Gregory Dadah
Copywriter
Trevor was sobbing as he cradled a dead, 3-day-old child in his arms. He knew this because the child’s date of birth was written on its tiny armband. And because the child was not breathing. He was standing in a dimly lit room with enormous ceilings in the basement of a lavish Victorian house on Brighton Beach–one of several properties Neuro had recently acquired.
We are nothing but a culmination of the choices we’ve made. Trevor had chosen to be happy. He’d been following a plan meticulously laid out by Neuro. He thought he knew happy, but Neuro had redefined happiness for him; broken it down to its core elements, destroyed any conventional approach all the way to the rotting foundations of what one thought it was, or could be, and rebuilt it brick-by-brick. It was a lofty goal; an arduous process–rife with the struggles of tearing open old scars. Long-healed wounds were shorn apart, leaving a fresh trail of injuries that if left to heal properly, led one to true happiness.
A lifetime of decisions, neither wrong nor right, had led Trevor to this place. Neuro’s constant mantra of ‘Say yes to life’ seemed to be hitting a wall right now. Overpowered by his newest incantation, ‘Happiness starts with you.’ Neuro felt it was eloquent and rather clever, because when you say it out loud it stops a person. Makes them think. You always have to make people think, he would say. Make them believe they’re solving a problem. Leave a tiny gap in the circle that they have to close. It empowers them. The first step on the road to happiness.
But what is happiness? Happier people are more resilient to disease. They live longer, more productive lives. There are biological markers, such as hormones and neurotransmitters. And even though low levels of the neurotransmitter serotonin predict depression, high levels do not predict happiness. Mondays are linked to low levels of happiness. Today was a Monday.
“This is not supposed to be happening. Let’s think for a moment and understand what this is trying to tell us.” Neuro said calmly as he checked the monitors, clutching an infant under each arm – neither appearing to be breathing.
The room was lined with several rows of incubators, each containing an infant connected to a monitor and a venous catheter blood draw device. Several of the monitors were emitting high-pitched distress signals, and the noise was chaotic.

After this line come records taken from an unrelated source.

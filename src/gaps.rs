//! Logical gap detection
//!
//! A perspective is a "logical gap" when its text is an outlier relative to
//! the aggregate of every other perspective's text. Gaps carry a truncated
//! excerpt of the outlier so callers can show it without re-fetching.

use indexmap::IndexMap;
use serde::{Deserialize, Serialize};

use crate::similarity::similarity;

/// One outlier perspective and how dissimilar it is from the rest
#[derive(Clone, Debug, Serialize, Deserialize, PartialEq)]
pub struct GapInsight {
    /// Name of the perspective that diverged
    pub source: String,
    /// Excerpt of the outlier text, capped with a trailing `"..."`
    pub insight: String,
    /// Similarity of the outlier against all other texts joined together
    pub similarity_score: f64,
}

/// Detect perspectives that diverge from the aggregate of the others.
///
/// For each perspective, `rest` is the space-joined concatenation of every
/// *other* perspective's text; a [`GapInsight`] is emitted when
/// `similarity(text, rest)` is strictly below `threshold`. Emission order
/// follows the mapping's iteration order.
///
/// With a single perspective, `rest` is empty, so any non-empty text scores
/// 0.0 against it and is always flagged.
pub fn find_unique_insights(
    perspectives: &IndexMap<String, String>,
    threshold: f64,
    max_insight_chars: usize,
) -> Vec<GapInsight> {
    let mut gaps = Vec::new();

    for (name, text) in perspectives {
        let rest = perspectives
            .iter()
            .filter(|(other, _)| *other != name)
            .map(|(_, other_text)| other_text.as_str())
            .collect::<Vec<_>>()
            .join(" ");

        let score = similarity(text, &rest);
        if score < threshold {
            gaps.push(GapInsight {
                source: name.clone(),
                insight: truncate_insight(text, max_insight_chars),
                similarity_score: score,
            });
        }
    }

    gaps
}

/// Cap an insight at `max_chars` characters, appending `"..."` only when
/// the text was actually longer.
fn truncate_insight(text: &str, max_chars: usize) -> String {
    if text.chars().count() > max_chars {
        let mut excerpt: String = text.chars().take(max_chars).collect();
        excerpt.push_str("...");
        excerpt
    } else {
        text.to_string()
    }
}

12ml of whole blood is required to produce 5ml of plasma. You can draw up to 12ml of blood from a newborn child weighing 6.6lbs over a 30-day period. You should, under no circumstances draw more than 6ml of blood from an infant in a 24-hour period – anemia, tachycardia, renal failure, acute hypovolemic shock, and potentially, death, can result.
“Ha! Look at this. We had the goddamn numbers wrong!” Neuro shouted with a wide-mouthed grin, while pointing to a chart that had been attached to the front of one of the incubators–still clutching both infants in his arms.
The most intelligent people learn from their mistakes. Unreasonably large mistakes allow for enormous-leaps in learning–if you can remove your ego. Neuro had allowed himself to become completely detached from failure. It didn’t exist as far as he was concerned. To him, it was a sign that one was closer to the correct answer. As it turns out, today was a rather large learning day for Neuro.
John Lennon sang “Happiness is a warm gun.” Was the gun in your hand? Or was it pressed up against your temple as your heart raced, your breathing deepened, your mind flashed-back to all of your accomplishments and misgivings–the people and places you’ve loved, everything you would be leaving behind, and your mouth went dry? Paul was quoted as saying, “how poignant it was that John, who was shot in such tragic circumstances, should have written this song.” Was happiness that gun?
Several men with very large guns were currently outside–very quietly, making their way onto the veranda. Neuro was unaware of this as he continued to go over the numbers in his head, muttering equations aloud. Trevor couldn’t imagine a scenario where any of this was connected to happiness. Not his understanding of happiness. Could happiness be quantified? Could it be bottled and sold? Could it be in the guns of the men who were now inside of the house? What is happiness?